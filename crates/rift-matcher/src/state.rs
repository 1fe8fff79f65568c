//! Session state consulted by state matchers.
//!
//! The matching core only ever sees a [`StateReader`]. Mutation goes through
//! [`StateWriter`], which is handed to the code executing response side
//! effects (state transitions, sequence counters).

use crate::simulation::Simulation;
use parking_lot::RwLock;
use std::collections::{BTreeMap, HashMap};
use tracing::debug;

const SEQUENCE_PREFIX: &str = "sequence:";

/// Read capability over the state store.
pub trait StateReader: Send + Sync {
    fn get(&self, key: &str) -> Option<String>;

    /// Copy of the whole store, for diagnostics.
    fn snapshot(&self) -> BTreeMap<String, String>;
}

/// Write capability over the state store.
pub trait StateWriter: StateReader {
    fn set(&self, key: &str, value: &str);

    /// Insert or overwrite every entry of `patch`.
    fn patch(&self, patch: &BTreeMap<String, String>);

    fn remove(&self, keys: &[String]);

    /// Replace the whole store.
    fn reset(&self, state: BTreeMap<String, String>);
}

/// In-memory key/value state guarded by a reader/writer lock.
#[derive(Debug, Default)]
pub struct State {
    entries: RwLock<HashMap<String, String>>,
}

impl State {
    pub fn new() -> Self {
        Self::default()
    }

    pub fn from_map(entries: impl IntoIterator<Item = (String, String)>) -> Self {
        Self {
            entries: RwLock::new(entries.into_iter().collect()),
        }
    }

    pub fn len(&self) -> usize {
        self.entries.read().len()
    }

    pub fn is_empty(&self) -> bool {
        self.entries.read().is_empty()
    }

    /// Seed every `sequence:*` key required by the simulation to `"1"` if absent.
    pub fn initialize_sequences(&self, simulation: &Simulation) {
        let mut entries = self.entries.write();
        for pair in simulation.pairs() {
            for key in pair.source.request_matcher.requires_state.keys() {
                if key.starts_with(SEQUENCE_PREFIX) && !entries.contains_key(key) {
                    debug!("Initialising sequence state key {}", key);
                    entries.insert(key.clone(), "1".to_string());
                }
            }
        }
    }
}

impl StateReader for State {
    fn get(&self, key: &str) -> Option<String> {
        self.entries.read().get(key).cloned()
    }

    fn snapshot(&self) -> BTreeMap<String, String> {
        self.entries
            .read()
            .iter()
            .map(|(k, v)| (k.clone(), v.clone()))
            .collect()
    }
}

impl StateWriter for State {
    fn set(&self, key: &str, value: &str) {
        self.entries
            .write()
            .insert(key.to_string(), value.to_string());
    }

    fn patch(&self, patch: &BTreeMap<String, String>) {
        let mut entries = self.entries.write();
        for (key, value) in patch {
            entries.insert(key.clone(), value.clone());
        }
    }

    fn remove(&self, keys: &[String]) {
        let mut entries = self.entries.write();
        for key in keys {
            entries.remove(key);
        }
    }

    fn reset(&self, state: BTreeMap<String, String>) {
        *self.entries.write() = state.into_iter().collect();
    }
}
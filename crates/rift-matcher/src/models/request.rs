//! Inbound request snapshot and its cache fingerprints.
//!
//! A `RequestDetails` is built once per request by the transport layer and is
//! never mutated afterwards. Every matcher reads from it; the cache matcher
//! derives its keys from it via [`RequestDetails::hash`] and
//! [`RequestDetails::hash_without_host`].

use serde::{Deserialize, Serialize};
use sha2::{Digest, Sha256};
use std::borrow::Cow;
use std::collections::BTreeMap;
use tracing::debug;

/// Multi-valued map used for query parameters, headers and form fields.
pub type MultiMap = BTreeMap<String, Vec<String>>;

/// Snapshot of an inbound request.
#[derive(Debug, Clone, Default, PartialEq, Eq, Deserialize, Serialize)]
#[serde(rename_all = "camelCase")]
pub struct RequestDetails {
    #[serde(default)]
    pub method: String,
    #[serde(default)]
    pub scheme: String,
    /// Host (and optional port) the request was addressed to
    #[serde(default)]
    pub destination: String,
    #[serde(default)]
    pub path: String,
    #[serde(default)]
    pub body: String,
    #[serde(default)]
    pub query: MultiMap,
    #[serde(default)]
    pub headers: MultiMap,
    /// Decoded `application/x-www-form-urlencoded` body, when the transport decoded it
    #[serde(default, skip_serializing_if = "Option::is_none")]
    pub form_data: Option<MultiMap>,
}

impl RequestDetails {
    /// Values of a header, looked up case-insensitively.
    pub fn header(&self, name: &str) -> Option<&[String]> {
        self.headers
            .iter()
            .find(|(key, _)| key.eq_ignore_ascii_case(name))
            .map(|(_, values)| values.as_slice())
    }

    /// Canonical query string: keys sorted, each value URL-encoded, joined with `&`.
    pub fn query_string(&self) -> String {
        let mut parts = Vec::new();
        for (key, values) in &self.query {
            let key = urlencoding::encode(key);
            if values.is_empty() {
                parts.push(format!("{key}="));
            }
            for value in values {
                parts.push(format!("{key}={}", urlencoding::encode(value)));
            }
        }
        parts.join("&")
    }

    /// Form fields of the request.
    ///
    /// Uses the transport-decoded form data when present, otherwise decodes the
    /// raw body as `application/x-www-form-urlencoded`.
    pub fn form_values(&self) -> Cow<'_, MultiMap> {
        match &self.form_data {
            Some(form) => Cow::Borrowed(form),
            None => Cow::Owned(parse_form_body(&self.body)),
        }
    }

    /// Full fingerprint, including the destination (proxy mode).
    pub fn hash(&self) -> String {
        self.fingerprint(true)
    }

    /// Fingerprint without the destination (webserver mode).
    pub fn hash_without_host(&self) -> String {
        self.fingerprint(false)
    }

    fn fingerprint(&self, with_host: bool) -> String {
        let mut hasher = Sha256::new();
        let mut component = |value: &str| {
            hasher.update(value.as_bytes());
            hasher.update([0u8]);
        };

        component(self.method.as_str());
        component(self.scheme.as_str());
        if with_host {
            component(self.destination.as_str());
        }
        component(self.path.as_str());
        component(self.query_string().as_str());
        component(self.normalized_body().as_ref());

        format!("{:x}", hasher.finalize())
    }

    /// Body as it participates in the fingerprint. JSON bodies are minified so
    /// formatting differences do not produce distinct keys.
    fn normalized_body(&self) -> Cow<'_, str> {
        let is_json = self
            .header("Content-Type")
            .is_some_and(|values| values.iter().any(|v| v.to_lowercase().contains("json")));

        if is_json && !self.body.is_empty() {
            match serde_json::from_str::<serde_json::Value>(&self.body) {
                Ok(value) => return Cow::Owned(value.to_string()),
                Err(e) => debug!("Failed to minify JSON body for fingerprint: {}", e),
            }
        }
        Cow::Borrowed(&self.body)
    }

    /// Diagnostic view with the key layout used in closest-miss messages.
    pub fn view(&self) -> RequestDetailsView<'_> {
        RequestDetailsView {
            path: &self.path,
            method: &self.method,
            destination: &self.destination,
            scheme: &self.scheme,
            query: &self.query,
            body: &self.body,
            headers: &self.headers,
        }
    }
}

/// Serializable view of a request used in closest-miss messages.
#[derive(Debug, Serialize)]
#[serde(rename_all = "PascalCase")]
pub struct RequestDetailsView<'a> {
    pub path: &'a str,
    pub method: &'a str,
    pub destination: &'a str,
    pub scheme: &'a str,
    pub query: &'a MultiMap,
    pub body: &'a str,
    pub headers: &'a MultiMap,
}

/// Decode an urlencoded body into a multi-valued map.
pub fn parse_form_body(body: &str) -> MultiMap {
    let mut form = MultiMap::new();
    for pair in body.split('&').filter(|p| !p.is_empty()) {
        let (key, value) = pair.split_once('=').unwrap_or((pair, ""));
        let decode = |s: &str| {
            let s = s.replace('+', " ");
            urlencoding::decode(&s)
                .map(|d| d.into_owned())
                .unwrap_or(s)
        };
        form.entry(decode(key)).or_default().push(decode(value));
    }
    form
}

______

A line qualifies when it holds the word "struct"; report all qualifying lines from the records above.

▶ **Solution**:
pub struct State {
pub struct RequestDetails {
pub struct RequestDetailsView<'a> {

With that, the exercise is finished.